* **TASK INSTRUCTIONS**: Output each line of the data word for word, from the first through the line that holds "and peer list.", and leave off whatever follows.
DATA SUPPLIED: Begin
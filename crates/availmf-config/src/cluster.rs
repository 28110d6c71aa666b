//! Cluster topology and tunables (spec 4.O), loaded once at startup.
//!
//! Grounded on `kimberlite-cluster::config::ClusterConfig`'s
//! new/load/save shape; unlike the teacher, there is no `data_dir` tree
//! to create, since this system keeps no state on stable storage
//! (synchronization rebuilds everything from peers on restart), and no
//! `directories`-style default-path resolution, since the config file
//! path is always given explicitly by the CLI.

use std::fs;
use std::path::Path;

use serde::{Deserialize, Serialize};

use crate::catalog::AmfCatalog;
use crate::error::ConfigError;

/// One node's address and peer list.
#[derive(Debug, Clone, Serialize, Deserialize)]
pub struct NodeSpec {
    pub id: u16,
    pub name: String,
    pub bind_address: String,
    pub port: u16,
    #[serde(default)]
    pub peers: Vec<String>,
}

/// Checkpoint service defaults applied when a checkpoint's creation
/// attributes don't override them.
#[derive(Debug, Clone, Copy, Serialize, Deserialize)]
pub struct CheckpointDefaults {
    pub max_sections: u32,
    pub max_section_size: u32,
    pub retention_duration_ns: u64,
}

impl Default for CheckpointDefaults {
    fn default() -> Self {
        Self { max_sections: 1, max_section_size: 64 * 1024, retention_duration_ns: 0 }
    }
}

/// Cluster-wide timer tunables not tied to any one component's
/// configured healthcheck.
#[derive(Debug, Clone, Copy, Serialize, Deserialize)]
pub struct TimerTunables {
    pub healthcheck_default_period_ns: u64,
    pub healthcheck_default_max_duration_ns: u64,
    pub retention_poll_interval_ns: u64,
}

impl Default for TimerTunables {
    fn default() -> Self {
        Self {
            healthcheck_default_period_ns: 1_000_000_000,
            healthcheck_default_max_duration_ns: 5_000_000_000,
            retention_poll_interval_ns: 1_000_000_000,
        }
    }
}

/// The whole cluster topology: this node's peers, the AMF catalog
/// every node instantiates identically, and the runtime defaults the
/// checkpoint and timer services fall back to.
#[derive(Debug, Clone, Serialize, Deserialize)]
pub struct ClusterConfig {
    pub cluster_name: String,
    pub nodes: Vec<NodeSpec>,
    #[serde(default)]
    pub catalog: AmfCatalog,
    #[serde(default)]
    pub checkpoint_defaults: CheckpointDefaults,
    #[serde(default)]
    pub timer_tunables: TimerTunables,
}

impl ClusterConfig {
    /// Builds a config for `node_count` nodes on consecutive ports
    /// starting at `base_port`, each peered with every other node.
    pub fn new(cluster_name: impl Into<String>, node_count: u16, base_port: u16) -> Self {
        let nodes = (0..node_count)
            .map(|id| {
                let port = base_port + id;
                let peers = (0..node_count)
                    .filter(|&peer| peer != id)
                    .map(|peer| format!("127.0.0.1:{}", base_port + peer))
                    .collect();
                NodeSpec { id, name: format!("node-{id}"), bind_address: "127.0.0.1".to_string(), port, peers }
            })
            .collect();

        Self {
            cluster_name: cluster_name.into(),
            nodes,
            catalog: AmfCatalog::default(),
            checkpoint_defaults: CheckpointDefaults::default(),
            timer_tunables: TimerTunables::default(),
        }
    }

    pub fn load(path: &Path) -> Result<Self, ConfigError> {
        if !path.exists() {
            return Err(ConfigError::NotFound(path.to_path_buf()));
        }
        let content = fs::read_to_string(path)?;
        let config: Self = toml::from_str(&content)?;
        config.validate()?;
        Ok(config)
    }

    pub fn save(&self, path: &Path) -> Result<(), ConfigError> {
        self.validate()?;
        let content = toml::to_string_pretty(self)?;
        fs::write(path, content)?;
        Ok(())
    }

    pub fn get_node(&self, id: u16) -> Option<&NodeSpec> {
        self.nodes.iter().find(|n| n.id == id)
    }

    /// Cross-checks every name reference in the catalog resolves to a
    /// declared entity, and that every service unit names a declared
    /// node. Run automatically by `load`/`save`; callers building a
    /// config programmatically should call it before handing the
    /// config to a node.
    pub fn validate(&self) -> Result<(), ConfigError> {
        let node_names: std::collections::HashSet<_> = self.nodes.iter().map(|n| n.name.as_str()).collect();
        let app_names: std::collections::HashSet<_> = self.catalog.apps.iter().map(|a| a.name.as_str()).collect();
        let sg_names: std::collections::HashSet<_> = self.catalog.sgs.iter().map(|s| s.name.as_str()).collect();
        let su_names: std::collections::HashSet<_> = self.catalog.sus.iter().map(|s| s.name.as_str()).collect();
        let si_names: std::collections::HashSet<_> = self.catalog.sis.iter().map(|s| s.name.as_str()).collect();

        for sg in &self.catalog.sgs {
            if !app_names.contains(sg.app.as_str()) {
                return Err(ConfigError::Validation(format!("service group {} references unknown application {}", sg.name, sg.app)));
            }
        }
        for su in &self.catalog.sus {
            if !sg_names.contains(su.sg.as_str()) {
                return Err(ConfigError::Validation(format!("service unit {} references unknown service group {}", su.name, su.sg)));
            }
            if !node_names.contains(su.node.as_str()) {
                return Err(ConfigError::Validation(format!("service unit {} references unknown node {}", su.name, su.node)));
            }
        }
        for comp in &self.catalog.comps {
            if !su_names.contains(comp.su.as_str()) {
                return Err(ConfigError::Validation(format!("component {} references unknown service unit {}", comp.name, comp.su)));
            }
        }
        for si in &self.catalog.sis {
            if !sg_names.contains(si.sg.as_str()) {
                return Err(ConfigError::Validation(format!("service instance {} references unknown service group {}", si.name, si.sg)));
            }
        }
        for csi in &self.catalog.csis {
            if !si_names.contains(csi.si.as_str()) {
                return Err(ConfigError::Validation(format!("CSI {} references unknown service instance {}", csi.name, csi.si)));
            }
        }
        Ok(())
    }
}
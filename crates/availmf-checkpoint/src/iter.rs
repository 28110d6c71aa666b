//! Section iteration (spec 4.I, "Iteration: Initialize/Next/Finalize").
//!
//! A snapshot taken at `Initialize` time; later section mutations
//! don't affect an iterator already in flight. The iterator itself is
//! meant to live in a per-connection handle database (see
//! `availmf-ipc`'s private connection data) — this module only
//! implements the filtering and walk.

use crate::model::{CkptError, Expiration, SectionDescriptor};

#[derive(Debug, Clone, Copy, PartialEq, Eq)]
pub enum IterationFilter {
    Any,
    Forever,
    LeqExpiration(u64),
    GeqExpiration(u64),
    Corrupted,
}

impl IterationFilter {
    fn matches(self, descriptor: &SectionDescriptor, corrupted: &[bytes::Bytes]) -> bool {
        match self {
            IterationFilter::Any => true,
            IterationFilter::Forever => descriptor.expiration == Expiration::Forever,
            IterationFilter::LeqExpiration(t) => matches!(descriptor.expiration, Expiration::At(e) if e <= t),
            IterationFilter::GeqExpiration(t) => matches!(descriptor.expiration, Expiration::At(e) if e >= t),
            IterationFilter::Corrupted => corrupted.contains(&descriptor.id),
        }
    }
}

/// A stable snapshot of one checkpoint's sections matching a filter.
pub struct SectionIterator {
    items: Vec<SectionDescriptor>,
    pos: usize,
}

impl SectionIterator {
    /// `Initialize`: snapshots every section descriptor passing
    /// `filter`. `corrupted` names the sections currently flagged
    /// corrupted (tracked by the owning checkpoint store).
    pub fn initialize(sections: impl IntoIterator<Item = SectionDescriptor>, filter: IterationFilter, corrupted: &[bytes::Bytes]) -> Self {
        let items = sections.into_iter().filter(|d| filter.matches(d, corrupted)).collect();
        Self { items, pos: 0 }
    }

    /// `Next`: returns the next matching descriptor, or `NO_SECTIONS`
    /// once exhausted.
    pub fn next(&mut self) -> Result<SectionDescriptor, CkptError> {
        let item = self.items.get(self.pos).cloned().ok_or(CkptError::NoSections)?;
        self.pos += 1;
        Ok(item)
    }

    /// `Finalize`: releases the snapshot. Dropping the iterator has
    /// the same effect; this exists for callers that want an explicit
    /// symmetric call.
    pub fn finalize(self) {}
}
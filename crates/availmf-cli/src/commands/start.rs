//! `start`: runs one node's event loop. Grounded on `kimberlite-cli`'s
//! `start` command (load config, open the runtime, hand off to the
//! server's run loop, report shutdown), generalized to `availmf-node`'s
//! `NodeEngine`/`run`.
//!
//! The real totem ring transport is an external black box the rest of
//! this workspace is built against (`availmf-totem::port::GroupPort`)
//! but never implements over a real socket; the only `GroupPort` this
//! codebase provides is the deterministic in-process `SimGroup`. Until
//! a real transport adapter exists, `start` runs the node against a
//! single-member simulated bus: a faithful single-node demonstration of
//! the event loop, not a real multi-node deployment.

use std::path::Path;
use std::time::Duration;

use anyhow::{Context, Result};
use availmf_config::ClusterConfig;
use availmf_node::NodeEngine;
use availmf_totem::sim::{SimBus, SimGroup};
use availmf_types::NodeId;
use tokio::sync::mpsc;

use super::TOPOLOGY_FILE;

pub async fn run(path: &str, node: u16) -> Result<()> {
    let dir = Path::new(path);
    let config_path = dir.join(TOPOLOGY_FILE);
    let config = ClusterConfig::load(&config_path).context("failed to load cluster.toml")?;

    let node_spec = config.get_node(node).with_context(|| format!("no node {node} in {}", config_path.display()))?;

    println!("Starting {} (node {node}, {}:{})", config.cluster_name, node_spec.bind_address, node_spec.port);

    let local_node = NodeId::new(node as u32);
    let engine = NodeEngine::from_catalog(&config.catalog, local_node).context("failed to build AMF graph from catalog")?;

    let bus = SimBus::new(config.nodes.len().max(1));
    let port = SimGroup::new(local_node, bus);
    let (_confchg_tx, confchg_rx) = mpsc::channel(16);

    println!("Node running. Press Ctrl+C to stop.");
    availmf_node::run(engine, port, confchg_rx, Duration::from_millis(100)).await;
    println!("Node stopped.");

    Ok(())
}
DATA SUPPLIED: End
* **WRITTEN REPLY**:
filename crates/availmf-config/src/cluster.rs
repository 28110d6c71aa666b
//! Cluster topology and tunables (spec 4.O), loaded once at startup.
//!
//! Grounded on `kimberlite-cluster::config::ClusterConfig`'s
//! new/load/save shape; unlike the teacher, there is no `data_dir` tree
//! to create, since this system keeps no state on stable storage
//! (synchronization rebuilds everything from peers on restart), and no
//! `directories`-style default-path resolution, since the config file
//! path is always given explicitly by the CLI.

use std::fs;
use std::path::Path;

use serde::{Deserialize, Serialize};

use crate::catalog::AmfCatalog;
use crate::error::ConfigError;

/// One node's address and peer list.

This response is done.